# Available data:
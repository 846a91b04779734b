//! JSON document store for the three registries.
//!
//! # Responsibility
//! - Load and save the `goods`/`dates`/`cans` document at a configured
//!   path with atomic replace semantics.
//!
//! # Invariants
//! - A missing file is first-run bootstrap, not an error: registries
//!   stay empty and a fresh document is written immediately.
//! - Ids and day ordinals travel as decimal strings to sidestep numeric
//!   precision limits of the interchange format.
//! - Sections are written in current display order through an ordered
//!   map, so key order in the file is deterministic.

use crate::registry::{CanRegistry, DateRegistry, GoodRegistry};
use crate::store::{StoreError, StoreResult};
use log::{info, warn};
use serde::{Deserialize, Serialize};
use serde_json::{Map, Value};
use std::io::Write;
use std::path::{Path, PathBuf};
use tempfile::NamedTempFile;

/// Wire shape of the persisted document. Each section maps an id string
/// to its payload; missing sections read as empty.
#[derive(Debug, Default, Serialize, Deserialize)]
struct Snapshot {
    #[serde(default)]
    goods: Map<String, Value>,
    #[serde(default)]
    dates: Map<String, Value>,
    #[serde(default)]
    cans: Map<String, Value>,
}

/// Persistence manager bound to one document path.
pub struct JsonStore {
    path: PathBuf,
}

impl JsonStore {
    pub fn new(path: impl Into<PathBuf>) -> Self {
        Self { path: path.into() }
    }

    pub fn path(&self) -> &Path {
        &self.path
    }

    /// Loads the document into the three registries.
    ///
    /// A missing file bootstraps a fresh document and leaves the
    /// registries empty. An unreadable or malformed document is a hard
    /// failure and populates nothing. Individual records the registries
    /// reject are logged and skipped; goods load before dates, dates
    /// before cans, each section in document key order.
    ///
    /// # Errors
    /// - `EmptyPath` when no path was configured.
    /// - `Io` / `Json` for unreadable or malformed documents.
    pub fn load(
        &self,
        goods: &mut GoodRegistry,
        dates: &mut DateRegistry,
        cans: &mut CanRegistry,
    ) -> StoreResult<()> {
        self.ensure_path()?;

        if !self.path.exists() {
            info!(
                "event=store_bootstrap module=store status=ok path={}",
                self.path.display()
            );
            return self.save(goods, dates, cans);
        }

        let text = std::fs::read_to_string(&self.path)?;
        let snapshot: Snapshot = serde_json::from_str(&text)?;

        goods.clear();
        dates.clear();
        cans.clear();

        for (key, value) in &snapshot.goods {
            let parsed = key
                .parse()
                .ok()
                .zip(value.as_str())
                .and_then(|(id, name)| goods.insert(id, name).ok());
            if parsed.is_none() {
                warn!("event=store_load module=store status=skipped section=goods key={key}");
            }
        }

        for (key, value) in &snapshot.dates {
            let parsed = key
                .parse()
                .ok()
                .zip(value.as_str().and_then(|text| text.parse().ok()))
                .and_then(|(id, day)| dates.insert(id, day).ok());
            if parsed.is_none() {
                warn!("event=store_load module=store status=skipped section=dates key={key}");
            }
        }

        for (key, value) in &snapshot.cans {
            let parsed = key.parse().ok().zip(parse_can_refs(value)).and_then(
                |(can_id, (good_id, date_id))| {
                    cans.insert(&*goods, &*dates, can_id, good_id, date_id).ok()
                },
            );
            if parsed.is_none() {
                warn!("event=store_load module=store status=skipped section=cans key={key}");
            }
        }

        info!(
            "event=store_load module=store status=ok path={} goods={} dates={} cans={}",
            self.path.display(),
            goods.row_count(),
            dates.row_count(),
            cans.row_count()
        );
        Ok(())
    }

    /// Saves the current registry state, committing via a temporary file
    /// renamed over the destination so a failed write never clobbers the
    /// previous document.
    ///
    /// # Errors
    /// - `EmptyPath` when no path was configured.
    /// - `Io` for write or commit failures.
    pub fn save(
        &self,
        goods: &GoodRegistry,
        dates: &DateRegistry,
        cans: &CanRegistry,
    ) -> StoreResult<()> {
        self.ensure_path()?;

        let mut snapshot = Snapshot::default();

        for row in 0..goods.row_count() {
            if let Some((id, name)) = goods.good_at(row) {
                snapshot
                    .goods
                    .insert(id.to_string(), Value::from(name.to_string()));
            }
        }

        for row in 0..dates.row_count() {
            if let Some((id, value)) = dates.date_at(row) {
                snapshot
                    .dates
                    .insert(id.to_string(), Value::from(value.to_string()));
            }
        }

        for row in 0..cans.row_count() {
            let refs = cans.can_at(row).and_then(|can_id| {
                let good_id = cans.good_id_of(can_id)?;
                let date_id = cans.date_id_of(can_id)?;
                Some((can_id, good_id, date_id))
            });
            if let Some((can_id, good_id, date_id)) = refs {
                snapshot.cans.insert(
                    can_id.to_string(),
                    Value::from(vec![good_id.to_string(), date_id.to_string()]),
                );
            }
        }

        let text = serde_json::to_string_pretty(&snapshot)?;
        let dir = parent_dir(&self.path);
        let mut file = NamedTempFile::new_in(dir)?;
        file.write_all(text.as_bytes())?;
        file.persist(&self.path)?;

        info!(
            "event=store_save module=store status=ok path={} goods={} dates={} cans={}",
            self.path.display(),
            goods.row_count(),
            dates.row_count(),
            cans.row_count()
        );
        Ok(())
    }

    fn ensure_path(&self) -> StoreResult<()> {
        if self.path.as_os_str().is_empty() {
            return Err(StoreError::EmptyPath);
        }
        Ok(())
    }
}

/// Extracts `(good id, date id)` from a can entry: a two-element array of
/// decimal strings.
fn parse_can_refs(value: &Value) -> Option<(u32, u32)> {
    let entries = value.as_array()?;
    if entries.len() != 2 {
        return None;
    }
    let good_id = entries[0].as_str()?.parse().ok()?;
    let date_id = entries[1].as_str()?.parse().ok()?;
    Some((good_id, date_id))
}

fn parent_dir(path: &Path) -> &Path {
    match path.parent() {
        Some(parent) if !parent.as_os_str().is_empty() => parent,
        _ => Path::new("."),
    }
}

# What is needed:
Go through the material line by line. Show each line that contains the string "before".

# Solution for this task:
    /// reject are logged and skipped; goods load before dates, dates
    /// before cans, each section in document key order.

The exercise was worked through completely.